Por otro lado Francisco “Panchito” García, fue hasta la comisaría más cercana y sin saber que Claudio ya estaba muerto, denunció ante un inexperto cabo de guardia, que no estaba seguro de cómo encarar dicha denuncia, optando por hacerla en un borrador y luego consultar con su superior. Panchito empezó a contar con efusividad y nervios lo que había acontecido.
- Llegó mi hermanito Manuel a casa llorando. Había dejado la bicicleta tirada en el suelo y se agarraba las costillas. Mi mamá intentó levantarle el brazo para mirarlo bien y pegó un grito que nos asustó mucho. Según mi madre tenía las costillas rotas. Le pregunté que había pasado y dijo que fueron los “matasapos”, el que le pegó la patada fue Claudio. Yo llevaba mi cuchillo en la cintura, como siempre andamos por este barrio y salí sin pensarlo mucho. A una cuadra y media los vi reunidos en su esquina, tomando vino y cobrando peaje como siempre a todos los que pasan por allí. Cuando me vieron venir el primero que salió haciéndose el guapo fue Claudio. Traía una botella vacía de cerveza en la mano. De lejos ya me gritaba. No entendí muy bien que me decía. Cuando estábamos cerca yo le dije que no molestara más a mi hermano y que si lo llegaba a tocar de nuevo lo abriría al medio como a un pescado. Él me tiró con la botella y yo traté de esquivarla pero me dio en el hombro. Cuando quise mirar vi que se me venía encima como un toro, me agaché. El siguió de largo cayéndose al suelo. Se levantó y se me vino de nuevo. Yo, saqué mi cuchillo y se lo ensarté en la panza, pero cuando quise sacarlo, él me dio una trompada que me tiró para atrás. Cuando veo que se quitó el cuchillo empecé a correr y acá estoy.
El juicio se llevó a cabo luego de un año y diez meses. En la realización de los alegatos, el fiscal de Cámara había solicitado la pena de seis años de prisión porque entendió que la actitud de García cabía en la figura de “Exceso en la legítima defensa”; por su lado el abogado defensor reclamó la absolución porque consideró que actuó en defensa propia.

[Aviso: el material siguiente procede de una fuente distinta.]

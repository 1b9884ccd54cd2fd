//! Configuration for the document service.

use std::env;

/// Largest accepted upload: 50 MiB.
pub const DEFAULT_MAX_UPLOAD_BYTES: i64 = 50 * 1024 * 1024;

#[derive(Debug, Clone, PartialEq, Eq)]
pub struct ServiceConfig {
    /// Uploads and replacements larger than this are rejected.
    pub max_upload_bytes: i64,
}

impl Default for ServiceConfig {
    fn default() -> Self {
        Self {
            max_upload_bytes: DEFAULT_MAX_UPLOAD_BYTES,
        }
    }
}

impl ServiceConfig {
    /// Create a ServiceConfig from environment variables.
    ///
    /// # Environment Variables
    ///
    /// - `MAX_UPLOAD_BYTES` (default: 52428800)
    pub fn from_env() -> Self {
        Self {
            max_upload_bytes: env::var("MAX_UPLOAD_BYTES")
                .ok()
                .and_then(|s| s.parse::<i64>().ok())
                .filter(|n| *n > 0)
                .unwrap_or(DEFAULT_MAX_UPLOAD_BYTES),
        }
    }
}
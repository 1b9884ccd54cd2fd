//! Error types for the search crate.

mod search_index_error;

pub use search_index_error::{SearchError, SearchIndexError};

El tribunal de la Sala I en lo Criminal escuchó a Francisco “Panchito” García, de 22 años, que compareció acusado del delito de Homicidio Simple. Tuvo que explicar que apuñaló con un cuchillo a Claudio Bonete, en defensa propia. El acusado se limitó a relatar, como tantas veces había hecho, lo sucedido aquel día.
Luego llegaron las declaraciones de los testigos de ambas partes, con varias contradicciones de ambos lados, pero todos destacando que el grupo reunido en la ya famosa calle, cobraba y cobra peaje. También prestaron testimonio el jefe de la comisaría local, el cabo que intentó tomar declaración a García y el medico forense, quien realizó una pormenorizada y explicita información de los datos arrojados en la autopsia.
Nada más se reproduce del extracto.